[ACTIVITY]: Every line in the data below that includes "MutexGuard" belongs in the answer, copied as it stands.

(DATA Opens)

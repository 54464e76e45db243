//! Generation history kept as one JSON array under one storage key.
//!
//! Newest items come first. Every mutation re-reads the persisted array
//! before changing it, so edits made by another handle on the same storage
//! since the last load are kept. Two processes writing at the same instant
//! can still overwrite each other; a single writer is assumed.

use std::sync::{Arc, Mutex, MutexGuard};

use fluxstudio_core::models::ModelRegistry;
use serde::Serialize;
use serde_json::Value;
use uuid::Uuid;

use crate::events::{HistoryEvent, HistoryEvents};
use crate::item::HistoryItem;
use crate::storage::{KeyValueStore, StorageError};

/// Storage key of the history array.
pub const DEFAULT_HISTORY_KEY: &str = "imageHistory";

/// Default number of entries kept.
pub const DEFAULT_HISTORY_CAP: usize = 50;

/// Default page size for [`HistoryStore::list`].
pub const DEFAULT_PAGE_SIZE: usize = 20;

/// Upper bound on page size.
pub const MAX_PAGE_SIZE: usize = 100;

/// Where history lives and how much of it is kept.
#[derive(Debug, Clone)]
pub struct HistoryConfig {
    pub key: String,
    /// Oldest entries beyond the cap are dropped on append. `None` keeps
    /// everything.
    pub cap: Option<usize>,
}

impl Default for HistoryConfig {
    fn default() -> Self {
        Self {
            key: DEFAULT_HISTORY_KEY.to_string(),
            cap: Some(DEFAULT_HISTORY_CAP),
        }
    }
}

impl HistoryConfig {
    /// Set the cap; `Some(0)` is treated as no cap.
    pub fn with_cap(mut self, cap: Option<usize>) -> Self {
        self.cap = cap.filter(|c| *c > 0);
        self
    }
}

/// One page of history, newest first.
#[derive(Debug, Clone, PartialEq, Serialize)]
pub struct HistoryPage {
    pub items: Vec<HistoryItem>,
    /// 1-based.
    pub page: usize,
    pub page_size: usize,
    pub total_items: usize,
    pub total_pages: usize,
}

/// Narrowing criteria for [`HistoryStore::search`]. Empty fields match
/// everything.
#[derive(Debug, Clone, Default)]
pub struct HistoryFilter {
    /// Registry id or display name, case-insensitive.
    pub model: Option<String>,
    /// Case-insensitive substring of the prompt.
    pub text: Option<String>,
}

impl HistoryFilter {
    pub fn matches(&self, item: &HistoryItem) -> bool {
        let model_ok = match self.model.as_deref().map(str::trim) {
            Some(model) if !model.is_empty() => {
                item.model_id.eq_ignore_ascii_case(model) || item.model.eq_ignore_ascii_case(model)
            }
            _ => true,
        };
        let text_ok = match self.text.as_deref().map(str::trim) {
            Some(text) if !text.is_empty() => {
                item.prompt.to_lowercase().contains(&text.to_lowercase())
            }
            _ => true,
        };
        model_ok && text_ok
    }
}

/// Persistent, capped, newest-first list of [`HistoryItem`]s.
pub struct HistoryStore {
    storage: Arc<dyn KeyValueStore>,
    config: HistoryConfig,
    items: Mutex<Vec<HistoryItem>>,
    events: HistoryEvents,
}

impl HistoryStore {
    /// Load history from `storage`.
    ///
    /// Unparsable data is treated as an empty history; individual entries
    /// that fail to decode are skipped.
    pub fn open(storage: Arc<dyn KeyValueStore>, config: HistoryConfig) -> Result<Self, StorageError> {
        let store = Self {
            storage,
            config,
            items: Mutex::new(Vec::new()),
            events: HistoryEvents::default(),
        };
        let loaded = store.read_persisted()?;
        tracing::debug!(key = %store.config.key, count = loaded.len(), "Loaded history");
        *store.cached() = loaded;
        Ok(store)
    }

    pub fn config(&self) -> &HistoryConfig {
        &self.config
    }

    pub fn events(&self) -> &HistoryEvents {
        &self.events
    }

    /// Subscribe to change notifications.
    pub fn subscribe(&self) -> tokio::sync::broadcast::Receiver<HistoryEvent> {
        self.events.subscribe()
    }

    // -- mutations ----------------------------------------------------------

    /// Insert `item` at the front, dropping the oldest entries beyond the cap.
    pub fn append(&self, item: HistoryItem) -> Result<(), StorageError> {
        let mut cached = self.cached();
        let mut items = self.read_persisted()?;
        let id = item.id;
        items.insert(0, item);
        if let Some(cap) = self.config.cap {
            if items.len() > cap {
                tracing::debug!(dropped = items.len() - cap, cap, "Trimming history to cap");
                items.truncate(cap);
            }
        }
        self.write_persisted(&items)?;
        *cached = items;
        drop(cached);

        tracing::info!(%id, "Appended history item");
        self.events.publish(HistoryEvent::Appended { id });
        Ok(())
    }

    /// Remove the item with `id`. Returns whether anything was removed;
    /// removing a missing id changes nothing.
    pub fn remove(&self, id: Uuid) -> Result<bool, StorageError> {
        let mut cached = self.cached();
        let mut items = self.read_persisted()?;
        let before = items.len();
        items.retain(|item| item.id != id);
        let removed = items.len() != before;
        if removed {
            self.write_persisted(&items)?;
        }
        *cached = items;
        drop(cached);

        if removed {
            tracing::info!(%id, "Removed history item");
            self.events.publish(HistoryEvent::Removed { id });
        }
        Ok(removed)
    }

    /// Delete the whole history.
    pub fn clear(&self) -> Result<(), StorageError> {
        let mut cached = self.cached();
        self.storage.remove(&self.config.key)?;
        cached.clear();
        drop(cached);

        tracing::info!(key = %self.config.key, "Cleared history");
        self.events.publish(HistoryEvent::Cleared);
        Ok(())
    }

    /// Re-read from storage, returning the new item count.
    pub fn reload(&self) -> Result<usize, StorageError> {
        let mut cached = self.cached();
        *cached = self.read_persisted()?;
        let count = cached.len();
        drop(cached);

        self.events.publish(HistoryEvent::Reloaded { count });
        Ok(count)
    }

    // -- queries ------------------------------------------------------------

    /// Page `page` (1-based) of the history. `page_size` is clamped to
    /// `[1, MAX_PAGE_SIZE]`; pages past the end are empty.
    pub fn list(&self, page: usize, page_size: usize) -> HistoryPage {
        let cached = self.cached();
        paginate(cached.iter(), page, page_size)
    }

    /// Like [`list`](Self::list) over the items matching `filter`.
    pub fn search(&self, filter: &HistoryFilter, page: usize, page_size: usize) -> HistoryPage {
        let cached = self.cached();
        paginate(cached.iter().filter(|item| filter.matches(item)), page, page_size)
    }

    pub fn get(&self, id: Uuid) -> Option<HistoryItem> {
        self.cached().iter().find(|item| item.id == id).cloned()
    }

    pub fn len(&self) -> usize {
        self.cached().len()
    }

    pub fn is_empty(&self) -> bool {
        self.cached().is_empty()
    }

    // -- persistence --------------------------------------------------------

    fn cached(&self) -> MutexGuard<'_, Vec<HistoryItem>> {
        self.items.lock().unwrap_or_else(|poisoned| poisoned.into_inner())
    }

    fn read_persisted(&self) -> Result<Vec<HistoryItem>, StorageError> {
        match self.storage.get(&self.config.key)? {
            Some(raw) => Ok(decode_history(&raw)),
            None => Ok(Vec::new()),
        }
    }

    fn write_persisted(&self, items: &[HistoryItem]) -> Result<(), StorageError> {
        let encoded = serde_json::to_string(items)?;
        self.storage.set(&self.config.key, &encoded)
    }
}

/// Decode a persisted history array, tolerating damage.
fn decode_history(raw: &str) -> Vec<HistoryItem> {
    let entries = match serde_json::from_str::<Value>(raw) {
        Ok(Value::Array(entries)) => entries,
        Ok(other) => {
            tracing::warn!(found = json_kind(&other), "Stored history is not an array, starting empty");
            return Vec::new();
        }
        Err(e) => {
            tracing::warn!(error = %e, "Stored history is not valid JSON, starting empty");
            return Vec::new();
        }
    };

    let registry = ModelRegistry::builtin();
    entries
        .into_iter()
        .enumerate()
        .filter_map(|(index, entry)| match serde_json::from_value::<HistoryItem>(entry) {
            Ok(mut item) => {
                if item.upgrade_legacy(&registry) {
                    tracing::debug!(index, model_id = %item.model_id, "Upgraded web app history entry");
                }
                Some(item)
            }
            Err(e) => {
                tracing::warn!(index, error = %e, "Skipping undecodable history entry");
                None
            }
        })
        .collect()
}

fn json_kind(value: &Value) -> &'static str {
    match value {
        Value::Null => "null",
        Value::Bool(_) => "boolean",
        Value::Number(_) => "number",
        Value::String(_) => "string",
        Value::Array(_) => "array",
        Value::Object(_) => "object",
    }
}

fn paginate<'a>(
    items: impl Iterator<Item = &'a HistoryItem>,
    page: usize,
    page_size: usize,
) -> HistoryPage {
    let page = page.max(1);
    let page_size = page_size.clamp(1, MAX_PAGE_SIZE);
    let matching: Vec<&HistoryItem> = items.collect();
    let total_items = matching.len();
    let total_pages = total_items.div_ceil(page_size);

    let items = matching
        .into_iter()
        .skip((page - 1).saturating_mul(page_size))
        .take(page_size)
        .cloned()
        .collect();

    HistoryPage {
        items,
        page,
        page_size,
        total_items,
        total_pages,
    }
}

(DATA Closes)

[EXERCISE RESPONSE]:
use std::sync::{Arc, Mutex, MutexGuard};
    fn cached(&self) -> MutexGuard<'_, Vec<HistoryItem>> {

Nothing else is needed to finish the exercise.